• _WHAT TO PRODUCE_:
A word-for-word copy of the records below is required.

(Stored data)
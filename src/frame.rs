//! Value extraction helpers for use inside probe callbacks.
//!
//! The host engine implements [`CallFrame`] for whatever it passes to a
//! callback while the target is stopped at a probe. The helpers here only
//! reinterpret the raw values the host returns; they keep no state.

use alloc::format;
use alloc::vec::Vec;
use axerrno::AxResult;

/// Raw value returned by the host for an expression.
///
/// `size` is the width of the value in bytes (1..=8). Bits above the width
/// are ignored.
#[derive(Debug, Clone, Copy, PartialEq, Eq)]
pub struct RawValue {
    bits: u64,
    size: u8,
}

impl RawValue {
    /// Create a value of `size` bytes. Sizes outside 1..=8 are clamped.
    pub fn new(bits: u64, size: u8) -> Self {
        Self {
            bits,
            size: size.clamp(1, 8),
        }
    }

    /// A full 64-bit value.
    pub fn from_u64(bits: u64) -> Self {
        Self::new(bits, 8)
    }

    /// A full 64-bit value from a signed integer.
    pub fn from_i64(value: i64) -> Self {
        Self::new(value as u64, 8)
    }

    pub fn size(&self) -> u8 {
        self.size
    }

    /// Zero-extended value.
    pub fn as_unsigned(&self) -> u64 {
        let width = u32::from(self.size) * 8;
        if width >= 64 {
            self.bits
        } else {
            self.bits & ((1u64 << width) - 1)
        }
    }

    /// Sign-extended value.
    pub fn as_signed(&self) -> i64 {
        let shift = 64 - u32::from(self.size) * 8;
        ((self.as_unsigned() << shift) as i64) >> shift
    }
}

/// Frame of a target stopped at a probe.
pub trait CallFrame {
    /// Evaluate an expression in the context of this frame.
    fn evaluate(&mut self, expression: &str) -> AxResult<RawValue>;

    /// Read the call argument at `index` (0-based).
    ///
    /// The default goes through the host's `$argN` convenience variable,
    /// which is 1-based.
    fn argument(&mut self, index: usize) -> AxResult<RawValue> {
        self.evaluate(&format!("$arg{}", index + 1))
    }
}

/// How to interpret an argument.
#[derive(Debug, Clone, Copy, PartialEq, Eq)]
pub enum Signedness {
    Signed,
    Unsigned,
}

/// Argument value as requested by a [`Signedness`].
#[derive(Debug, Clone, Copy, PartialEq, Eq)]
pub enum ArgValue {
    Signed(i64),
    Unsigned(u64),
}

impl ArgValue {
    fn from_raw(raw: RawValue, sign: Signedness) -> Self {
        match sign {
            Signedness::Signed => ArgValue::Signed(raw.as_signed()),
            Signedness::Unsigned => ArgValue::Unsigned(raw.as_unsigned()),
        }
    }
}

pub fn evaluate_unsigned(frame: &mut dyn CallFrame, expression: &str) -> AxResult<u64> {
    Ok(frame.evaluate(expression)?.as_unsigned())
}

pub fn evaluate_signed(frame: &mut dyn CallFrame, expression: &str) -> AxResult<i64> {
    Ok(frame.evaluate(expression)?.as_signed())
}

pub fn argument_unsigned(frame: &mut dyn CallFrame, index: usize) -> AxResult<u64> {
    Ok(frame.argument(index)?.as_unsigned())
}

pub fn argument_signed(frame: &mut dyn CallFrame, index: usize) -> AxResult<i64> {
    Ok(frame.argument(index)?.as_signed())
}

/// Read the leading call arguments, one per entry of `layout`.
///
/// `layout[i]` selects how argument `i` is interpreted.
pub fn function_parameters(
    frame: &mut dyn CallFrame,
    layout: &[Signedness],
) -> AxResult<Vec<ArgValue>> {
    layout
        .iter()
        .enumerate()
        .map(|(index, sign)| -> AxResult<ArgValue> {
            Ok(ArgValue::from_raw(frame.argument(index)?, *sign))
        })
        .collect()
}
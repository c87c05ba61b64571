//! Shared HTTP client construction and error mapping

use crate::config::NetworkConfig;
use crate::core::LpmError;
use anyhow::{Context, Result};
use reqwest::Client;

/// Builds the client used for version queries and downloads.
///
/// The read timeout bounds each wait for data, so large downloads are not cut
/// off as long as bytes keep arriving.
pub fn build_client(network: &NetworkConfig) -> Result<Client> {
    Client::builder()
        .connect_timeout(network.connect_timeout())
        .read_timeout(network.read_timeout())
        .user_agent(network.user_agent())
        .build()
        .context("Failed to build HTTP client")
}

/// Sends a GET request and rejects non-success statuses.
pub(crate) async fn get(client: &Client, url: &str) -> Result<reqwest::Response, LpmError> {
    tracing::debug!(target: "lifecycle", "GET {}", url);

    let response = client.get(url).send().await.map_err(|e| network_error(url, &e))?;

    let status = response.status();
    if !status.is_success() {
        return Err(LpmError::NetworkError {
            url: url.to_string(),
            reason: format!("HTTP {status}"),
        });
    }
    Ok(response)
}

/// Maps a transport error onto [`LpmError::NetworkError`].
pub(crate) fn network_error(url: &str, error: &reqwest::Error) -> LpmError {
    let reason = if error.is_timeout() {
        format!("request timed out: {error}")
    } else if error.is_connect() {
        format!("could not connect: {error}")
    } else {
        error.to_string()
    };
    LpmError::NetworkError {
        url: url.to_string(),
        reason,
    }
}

• _EXPECTED ANSWER_:
filename src/frame.rs
//! Value extraction helpers for use inside probe callbacks.
//!
//! The host engine implements [`CallFrame`] for whatever it passes to a
//! callback while the target is stopped at a probe. The helpers here only
//! reinterpret the raw values the host returns; they keep no state.

use alloc::format;
use alloc::vec::Vec;
use axerrno::AxResult;

/// Raw value returned by the host for an expression.
///
/// `size` is the width of the value in bytes (1..=8). Bits above the width
/// are ignored.
#[derive(Debug, Clone, Copy, PartialEq, Eq)]
pub struct RawValue {
    bits: u64,
    size: u8,
}

impl RawValue {
    /// Create a value of `size` bytes. Sizes outside 1..=8 are clamped.
    pub fn new(bits: u64, size: u8) -> Self {
        Self {
            bits,
            size: size.clamp(1, 8),
        }
    }

    /// A full 64-bit value.
    pub fn from_u64(bits: u64) -> Self {
        Self::new(bits, 8)
    }

    /// A full 64-bit value from a signed integer.
    pub fn from_i64(value: i64) -> Self {
        Self::new(value as u64, 8)
    }

    pub fn size(&self) -> u8 {
        self.size
    }

    /// Zero-extended value.
    pub fn as_unsigned(&self) -> u64 {
        let width = u32::from(self.size) * 8;
        if width >= 64 {
            self.bits
        } else {
            self.bits & ((1u64 << width) - 1)
        }
    }

    /// Sign-extended value.
    pub fn as_signed(&self) -> i64 {
        let shift = 64 - u32::from(self.size) * 8;
        ((self.as_unsigned() << shift) as i64) >> shift
    }
}

/// Frame of a target stopped at a probe.
pub trait CallFrame {
    /// Evaluate an expression in the context of this frame.
    fn evaluate(&mut self, expression: &str) -> AxResult<RawValue>;

    /// Read the call argument at `index` (0-based).
    ///
    /// The default goes through the host's `$argN` convenience variable,
    /// which is 1-based.
    fn argument(&mut self, index: usize) -> AxResult<RawValue> {
        self.evaluate(&format!("$arg{}", index + 1))
    }
}

/// How to interpret an argument.
#[derive(Debug, Clone, Copy, PartialEq, Eq)]
pub enum Signedness {
    Signed,
    Unsigned,
}

/// Argument value as requested by a [`Signedness`].
#[derive(Debug, Clone, Copy, PartialEq, Eq)]
pub enum ArgValue {
    Signed(i64),
    Unsigned(u64),
}

impl ArgValue {
    fn from_raw(raw: RawValue, sign: Signedness) -> Self {
        match sign {
            Signedness::Signed => ArgValue::Signed(raw.as_signed()),
            Signedness::Unsigned => ArgValue::Unsigned(raw.as_unsigned()),
        }
    }
}

pub fn evaluate_unsigned(frame: &mut dyn CallFrame, expression: &str) -> AxResult<u64> {
    Ok(frame.evaluate(expression)?.as_unsigned())
}

pub fn evaluate_signed(frame: &mut dyn CallFrame, expression: &str) -> AxResult<i64> {
    Ok(frame.evaluate(expression)?.as_signed())
}

pub fn argument_unsigned(frame: &mut dyn CallFrame, index: usize) -> AxResult<u64> {
    Ok(frame.argument(index)?.as_unsigned())
}

pub fn argument_signed(frame: &mut dyn CallFrame, index: usize) -> AxResult<i64> {
    Ok(frame.argument(index)?.as_signed())
}

/// Read the leading call arguments, one per entry of `layout`.
///
/// `layout[i]` selects how argument `i` is interpreted.
pub fn function_parameters(
    frame: &mut dyn CallFrame,
    layout: &[Signedness],
) -> AxResult<Vec<ArgValue>> {
    layout
        .iter()
        .enumerate()
        .map(|(index, sign)| -> AxResult<ArgValue> {
            Ok(ArgValue::from_raw(frame.argument(index)?, *sign))
        })
        .collect()
}
repository c87c05ba61b64571
//! Shared HTTP client construction and error mapping

use crate::config::NetworkConfig;
use crate::core::LpmError;
use anyhow::{Context, Result};
use reqwest::Client;

/// Builds the client used for version queries and downloads.
///
/// The read timeout bounds each wait for data, so large downloads are not cut
/// off as long as bytes keep arriving.
pub fn build_client(network: &NetworkConfig) -> Result<Client> {
    Client::builder()
        .connect_timeout(network.connect_timeout())
        .read_timeout(network.read_timeout())
        .user_agent(network.user_agent())
        .build()
        .context("Failed to build HTTP client")
}

/// Sends a GET request and rejects non-success statuses.
pub(crate) async fn get(client: &Client, url: &str) -> Result<reqwest::Response, LpmError> {
    tracing::debug!(target: "lifecycle", "GET {}", url);

    let response = client.get(url).send().await.map_err(|e| network_error(url, &e))?;

    let status = response.status();
    if !status.is_success() {
        return Err(LpmError::NetworkError {
            url: url.to_string(),
            reason: format!("HTTP {status}"),
        });
    }
    Ok(response)
}

/// Maps a transport error onto [`LpmError::NetworkError`].
pub(crate) fn network_error(url: &str, error: &reqwest::Error) -> LpmError {
    let reason = if error.is_timeout() {
        format!("request timed out: {error}")
    } else if error.is_connect() {
        format!("could not connect: {error}")
    } else {
        error.to_string()
    };
    LpmError::NetworkError {
        url: url.to_string(),
        reason,
    }
}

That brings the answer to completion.